A Bigger Deal Than You Think
Gaming

A Bigger Deal Than You Think


Image: The Pokémon Company / Kotaku

Welcome to Exp. Share, Kotaku’s Pokémon column in which we dive deep to explore notable characters, urban legends, communities, and just plain weird quirks from throughout the Pokémon franchise. This week, we’re taking a look at the upcoming 3DS and Wii U eShop shutdowns and the effect they will have on the series.

The 3DS and Wii U eShops are two weeks away from shutting down on March 27 and taking digital access to the system’s library with them in the process. From a preservation standpoint, this is already a travesty, but for the Pokémon series, this is going to have a particularly devastating effect on the access and functionality of the entire franchise.

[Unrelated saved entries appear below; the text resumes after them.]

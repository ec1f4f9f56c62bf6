mod config;
mod connection;
mod error;
mod models;
pub mod store;

pub use config::MongoConfig;
pub use error::MongoDaoError;
pub use store::MongoTournamentStore;

use crate::dao::storage::StorageError;

impl From<MongoDaoError> for StorageError {
    fn from(err: MongoDaoError) -> Self {
        match err {
            MongoDaoError::DuplicateCode { code } => {
                StorageError::Conflict(format!("room code `{code}` already in use"))
            }
            other => StorageError::unavailable(other.to_string(), other),
        }
    }
}
use axum::{
    Json, Router,
    extract::{Path, State},
    http::StatusCode,
    routing::{delete, get, post},
};
use axum_valid::Valid;

use crate::{
    dto::{
        directory::{
            DirectoryExport, HandicapStatsResponse, HistoryEntryInput, HistoryEntrySummary,
            ImportResult, MergePlayersRequest, MergePlayersResponse, UniversalPlayerRequest,
            UniversalPlayerSummary,
        },
        tournament::ActionResponse,
    },
    error::AppError,
    services::directory_service,
    state::SharedState,
};

/// Persistent player directory shared across rooms.
pub fn router() -> Router<SharedState> {
    Router::new()
        .route("/players", get(list_players).post(create_player))
        .route("/players/merge", post(merge_players))
        .route("/players/export", get(export_directory))
        .route("/players/import", post(import_directory))
        .route(
            "/players/{id}",
            get(get_player).put(rename_player).delete(delete_player),
        )
        .route(
            "/players/{id}/history",
            get(list_history).post(add_history),
        )
        .route(
            "/players/{id}/history/{entry_id}",
            delete(delete_history),
        )
        .route("/players/{id}/stats", get(player_stats))
}

#[utoipa::path(
    get,
    path = "/players",
    operation_id = "list_directory_players",
    tag = "directory",
    responses((status = 200, description = "Directory players", body = [UniversalPlayerSummary]))
)]
pub async fn list_players(
    State(state): State<SharedState>,
) -> Result<Json<Vec<UniversalPlayerSummary>>, AppError> {
    Ok(Json(directory_service::list_players(&state).await?))
}

#[utoipa::path(
    post,
    path = "/players",
    tag = "directory",
    request_body = UniversalPlayerRequest,
    responses((status = 201, description = "Player created", body = UniversalPlayerSummary))
)]
pub async fn create_player(
    State(state): State<SharedState>,
    Valid(Json(payload)): Valid<Json<UniversalPlayerRequest>>,
) -> Result<(StatusCode, Json<UniversalPlayerSummary>), AppError> {
    let player = directory_service::create_player(&state, payload).await?;
    Ok((StatusCode::CREATED, Json(player)))
}

#[utoipa::path(
    get,
    path = "/players/{id}",
    tag = "directory",
    params(("id" = i64, Path, description = "Directory player id")),
    responses(
        (status = 200, description = "Player", body = UniversalPlayerSummary),
        (status = 404, description = "Unknown player")
    )
)]
pub async fn get_player(
    State(state): State<SharedState>,
    Path(id): Path<i64>,
) -> Result<Json<UniversalPlayerSummary>, AppError> {
    Ok(Json(directory_service::get_player(&state, id).await?))
}

#[utoipa::path(
    put,
    path = "/players/{id}",
    tag = "directory",
    params(("id" = i64, Path, description = "Directory player id")),
    request_body = UniversalPlayerRequest,
    responses((status = 200, description = "Player renamed", body = UniversalPlayerSummary))
)]
pub async fn rename_player(
    State(state): State<SharedState>,
    Path(id): Path<i64>,
    Valid(Json(payload)): Valid<Json<UniversalPlayerRequest>>,
) -> Result<Json<UniversalPlayerSummary>, AppError> {
    Ok(Json(
        directory_service::rename_player(&state, id, payload).await?,
    ))
}

/// Delete a player and its history; room registrations lose the link.
#[utoipa::path(
    delete,
    path = "/players/{id}",
    tag = "directory",
    params(("id" = i64, Path, description = "Directory player id")),
    responses((status = 200, description = "Player deleted", body = ActionResponse))
)]
pub async fn delete_player(
    State(state): State<SharedState>,
    Path(id): Path<i64>,
) -> Result<Json<ActionResponse>, AppError> {
    Ok(Json(directory_service::delete_player(&state, id).await?))
}

#[utoipa::path(
    get,
    path = "/players/{id}/history",
    tag = "directory",
    params(("id" = i64, Path, description = "Directory player id")),
    responses((status = 200, description = "History, oldest first", body = [HistoryEntrySummary]))
)]
pub async fn list_history(
    State(state): State<SharedState>,
    Path(id): Path<i64>,
) -> Result<Json<Vec<HistoryEntrySummary>>, AppError> {
    Ok(Json(directory_service::list_history(&state, id).await?))
}

/// Record a past result by hand.
#[utoipa::path(
    post,
    path = "/players/{id}/history",
    tag = "directory",
    params(("id" = i64, Path, description = "Directory player id")),
    request_body = HistoryEntryInput,
    responses((status = 201, description = "Entry added", body = HistoryEntrySummary))
)]
pub async fn add_history(
    State(state): State<SharedState>,
    Path(id): Path<i64>,
    Valid(Json(payload)): Valid<Json<HistoryEntryInput>>,
) -> Result<(StatusCode, Json<HistoryEntrySummary>), AppError> {
    let entry = directory_service::add_history(&state, id, payload).await?;
    Ok((StatusCode::CREATED, Json(entry)))
}

#[utoipa::path(
    delete,
    path = "/players/{id}/history/{entry_id}",
    tag = "directory",
    params(
        ("id" = i64, Path, description = "Directory player id"),
        ("entry_id" = i64, Path, description = "History entry id")
    ),
    responses((status = 200, description = "Entry deleted", body = ActionResponse))
)]
pub async fn delete_history(
    State(state): State<SharedState>,
    Path((id, entry_id)): Path<(i64, i64)>,
) -> Result<Json<ActionResponse>, AppError> {
    Ok(Json(
        directory_service::delete_history(&state, id, entry_id).await?,
    ))
}

/// Infractions per tournament (PPT) and per hole (PPC).
#[utoipa::path(
    get,
    path = "/players/{id}/stats",
    tag = "directory",
    params(("id" = i64, Path, description = "Directory player id")),
    responses((status = 200, description = "Handicap statistics", body = HandicapStatsResponse))
)]
pub async fn player_stats(
    State(state): State<SharedState>,
    Path(id): Path<i64>,
) -> Result<Json<HandicapStatsResponse>, AppError> {
    Ok(Json(directory_service::player_stats(&state, id).await?))
}

/// Fold a duplicate player into another one.
#[utoipa::path(
    post,
    path = "/players/merge",
    tag = "directory",
    request_body = MergePlayersRequest,
    responses(
        (status = 200, description = "Players merged", body = MergePlayersResponse),
        (status = 400, description = "Source and target are the same player")
    )
)]
pub async fn merge_players(
    State(state): State<SharedState>,
    Valid(Json(payload)): Valid<Json<MergePlayersRequest>>,
) -> Result<Json<MergePlayersResponse>, AppError> {
    Ok(Json(directory_service::merge_players(&state, payload).await?))
}

#[utoipa::path(
    get,
    path = "/players/export",
    tag = "directory",
    responses((status = 200, description = "Directory document", body = DirectoryExport))
)]
pub async fn export_directory(
    State(state): State<SharedState>,
) -> Result<Json<DirectoryExport>, AppError> {
    Ok(Json(directory_service::export_directory(&state).await?))
}

#[utoipa::path(
    post,
    path = "/players/import",
    tag = "directory",
    request_body = DirectoryExport,
    responses((status = 200, description = "Import summary", body = ImportResult))
)]
pub async fn import_directory(
    State(state): State<SharedState>,
    Valid(Json(payload)): Valid<Json<DirectoryExport>>,
) -> Result<Json<ImportResult>, AppError> {
    Ok(Json(
        directory_service::import_directory(&state, payload).await?,
    ))
}
//! Application-level configuration loading: room codes, hole limits and live update tuning.

use std::{env, fs, io::ErrorKind, path::PathBuf};

use serde::Deserialize;
use tracing::{info, warn};

/// Default location on disk where the server looks for the JSON configuration.
const DEFAULT_CONFIG_PATH: &str = "config/app.json";
/// Environment variable that overrides [`DEFAULT_CONFIG_PATH`].
const CONFIG_PATH_ENV: &str = "SCORECARD_BACK_CONFIG_PATH";

const DEFAULT_ROOM_CODE_LENGTH: usize = 5;
const MIN_ROOM_CODE_LENGTH: usize = 3;
const MAX_ROOM_CODE_LENGTH: usize = 12;
const DEFAULT_MAX_HOLES: u32 = 18;
const DEFAULT_REFRESH_INTERVAL_SECS: u64 = 10;
const DEFAULT_SSE_CAPACITY: usize = 32;

#[derive(Debug, Clone, PartialEq, Eq)]
/// Immutable runtime configuration shared across the application.
pub struct AppConfig {
    /// Length of generated room codes.
    pub room_code_length: usize,
    /// Highest hole number accepted on score submission.
    pub max_holes: u32,
    /// Polling interval advertised to clients that do not use the event stream.
    pub refresh_interval_secs: u64,
    /// Per-room broadcast buffer for the event stream.
    pub sse_capacity: usize,
}

impl AppConfig {
    /// Load the application configuration from disk, falling back to built-in defaults.
    pub fn load() -> Self {
        let path = resolve_config_path();
        match fs::read_to_string(&path) {
            Ok(contents) => match Self::from_json(&contents) {
                Ok(app_config) => {
                    info!(
                        path = %path.display(),
                        room_code_length = app_config.room_code_length,
                        max_holes = app_config.max_holes,
                        "loaded configuration"
                    );
                    app_config
                }
                Err(err) => {
                    warn!(
                        path = %path.display(),
                        error = %err,
                        "failed to parse config; falling back to defaults"
                    );
                    Self::default()
                }
            },
            Err(err) if err.kind() == ErrorKind::NotFound => {
                info!(
                    path = %path.display(),
                    "config file not found; using built-in defaults"
                );
                Self::default()
            }
            Err(err) => {
                warn!(
                    path = %path.display(),
                    error = %err,
                    "failed to read config; falling back to defaults"
                );
                Self::default()
            }
        }
    }

    /// Parse a JSON document, filling omitted keys with defaults.
    pub fn from_json(contents: &str) -> serde_json::Result<Self> {
        serde_json::from_str::<RawConfig>(contents).map(Into::into)
    }
}

impl Default for AppConfig {
    fn default() -> Self {
        Self {
            room_code_length: DEFAULT_ROOM_CODE_LENGTH,
            max_holes: DEFAULT_MAX_HOLES,
            refresh_interval_secs: DEFAULT_REFRESH_INTERVAL_SECS,
            sse_capacity: DEFAULT_SSE_CAPACITY,
        }
    }
}

#[derive(Debug, Default, Deserialize)]
#[serde(default)]
/// JSON representation of the configuration file located at [`DEFAULT_CONFIG_PATH`].
struct RawConfig {
    room_code_length: Option<usize>,
    max_holes: Option<u32>,
    refresh_interval_secs: Option<u64>,
    sse_capacity: Option<usize>,
}

impl From<RawConfig> for AppConfig {
    fn from(value: RawConfig) -> Self {
        let defaults = AppConfig::default();
        Self {
            room_code_length: value
                .room_code_length
                .unwrap_or(defaults.room_code_length)
                .clamp(MIN_ROOM_CODE_LENGTH, MAX_ROOM_CODE_LENGTH),
            max_holes: value.max_holes.filter(|holes| *holes > 0).unwrap_or(defaults.max_holes),
            refresh_interval_secs: value
                .refresh_interval_secs
                .filter(|secs| *secs > 0)
                .unwrap_or(defaults.refresh_interval_secs),
            sse_capacity: value
                .sse_capacity
                .filter(|capacity| *capacity > 0)
                .unwrap_or(defaults.sse_capacity),
        }
    }
}

/// Resolve the configuration path taking the environment override into account.
fn resolve_config_path() -> PathBuf {
    env::var_os(CONFIG_PATH_ENV)
        .map(PathBuf::from)
        .filter(|path| !path.as_os_str().is_empty())
        .unwrap_or_else(|| PathBuf::from(DEFAULT_CONFIG_PATH))
}

#[cfg(test)]
mod tests {
    use super::*;

    #[test]
    fn missing_keys_fall_back_to_defaults() {
        let config = AppConfig::from_json(r#"{"max_holes": 9}"#).unwrap();
        assert_eq!(config.max_holes, 9);
        assert_eq!(config.room_code_length, DEFAULT_ROOM_CODE_LENGTH);
        assert_eq!(config.refresh_interval_secs, DEFAULT_REFRESH_INTERVAL_SECS);
    }

    #[test]
    fn out_of_range_values_are_corrected() {
        let config =
            AppConfig::from_json(r#"{"room_code_length": 40, "max_holes": 0, "sse_capacity": 0}"#)
                .unwrap();
        assert_eq!(config.room_code_length, MAX_ROOM_CODE_LENGTH);
        assert_eq!(config.max_holes, DEFAULT_MAX_HOLES);
        assert_eq!(config.sse_capacity, DEFAULT_SSE_CAPACITY);
    }

    #[test]
    fn invalid_json_is_an_error() {
        assert!(AppConfig::from_json("{not json").is_err());
    }
}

Keep in mind, before we were playing games like Pokémon Scarlet and Violet or Sword and Sheild on the Switch, Pokémon was primarily a handheld series. Sure, the series had some console spin-offs like Pokémon Stadium and Pokémon Snap, but by and large, these pocket monsters have always been able to fit, well, in your pocket. Now, the 3DS’ digital storefront is shutting down, and it’s taking away a sizable chunk of the currently available Pokémon games. As it turns out, Nintendo’s lack of care for preserving its games has already done a number on the franchise before this.

Phil Salvador, the Library Director at the Video Game History Foundation, laid it all out plainly in a graphic on Twitter. The chart illustrates that by the time the 3DS and Wii U shut down later this month, only about 26 percent of the Pokémon video games released in America will be readily available to purchase.

Even before the 3DS and Wii U shops go away, swaths of Pokémon history are already difficult to legally access. A whopping 41 percent of Pokémon games are already available through physical copies only, as Nintendo has yet to add games for the Game Boy Advance or original DS RPGs on any digital storefront. This ranges from mainline games like Ruby and Sapphire to spin-offs like the strategy RPG Pokémon Conquest. With the eShop shutdown, 3DS games like Sun and Moon will only be available through physical copies, which will inevitably become expensive collectors’ items that get sold for obscene amounts on places like eBay.

On top of losing native 3DS games, The Pokémon Company ported the first two generations of Pokémon games to the system through the Virtual Console, which was a rare example of Nintendo trying to keep old games accessible by legitimate means. These titles were also compatible with Pokémon Bank, which meant players could transfer their Pokémon from these games to modern entries. Now, there will be no way to play the original Pokémon Red, Blue, and Yellow through Nintendo’s storefronts, and physical cartridges of these games have long succumbed to the dying internal batteries, making some features like Gold and Silver’s day and night cycle obsolete, or in worse cases, making it impossible to save your progress. I still have my original copies of Yellow and Silver, and after more than 20 years, the innards of the cartridge won’t work on my Game Boy Advance SP. While getting physical copies of the games can be a hassle, hardware like the Analogue Pocket does make playing them relatively simple despite Nintendo completely moving away from native backward compatibility. This is assuming the old cartridges you find are still usable.

Brigette is seen next to the Pokemon Bank logo.

Image: The Pokémon Company

Further, the 3DS eShop it has acted as a bridge between the series’ past and present because the system is the only way to transfer old Pokémon from old games to modern ones. Since Diamond and Pearl, the Pokémon series has allowed you to transfer your monsters from old games to new ones. That has become more complicated since Sword and Shield did away with the all-encompassing National Pokédex, but the act of trading old Pokémon and carrying them with you to future games has been a special part of the series for many fans. When the 3DS eShop shuts down, it will take Pokémon Bank and Transporter, two apps exclusive to the system, with it. These apps were used to store and transfer old Pokémon, and are compatible with Pokémon Home, the series’ modern, console-agnostic storage app. Those who have the apps in their digital collection will still be able to download them to their 3DS, but they will be unavailable to anyone who comes into the series after March 27.

The call to pull the plug on old digital storefronts is out of The Pokémon Company’s hands, but for a series that is as fixated on the decades-long experience of its fanbase as Pokémon, it’s baffling to look at the numbers and realize nearly three-quarters of its video game history is about to be completely inaccessible through legitimate means. Right now, the only reason a few of the non-Switch games are available is because Nintendo has put a handful of them on the Nintendo Switch Online service. It’s a start, but even those are spin-offs like Pokémon Snap and Pokémon Puzzle League. This is the state of preservation for Nintendo. The company spends years building up a digital library because it doesn’t invest in backward compatibility, then runs a wrecking ball through it years later. Pokémon is not the only series suffering from this callous call, but when a series has been so tied to Nintendo’s handheld history, shutting down the last bastion to preserve it leaves us with nothing but unsalvageable wreckage that we can only pick through in online wikis and YouTube video essays. What a shame.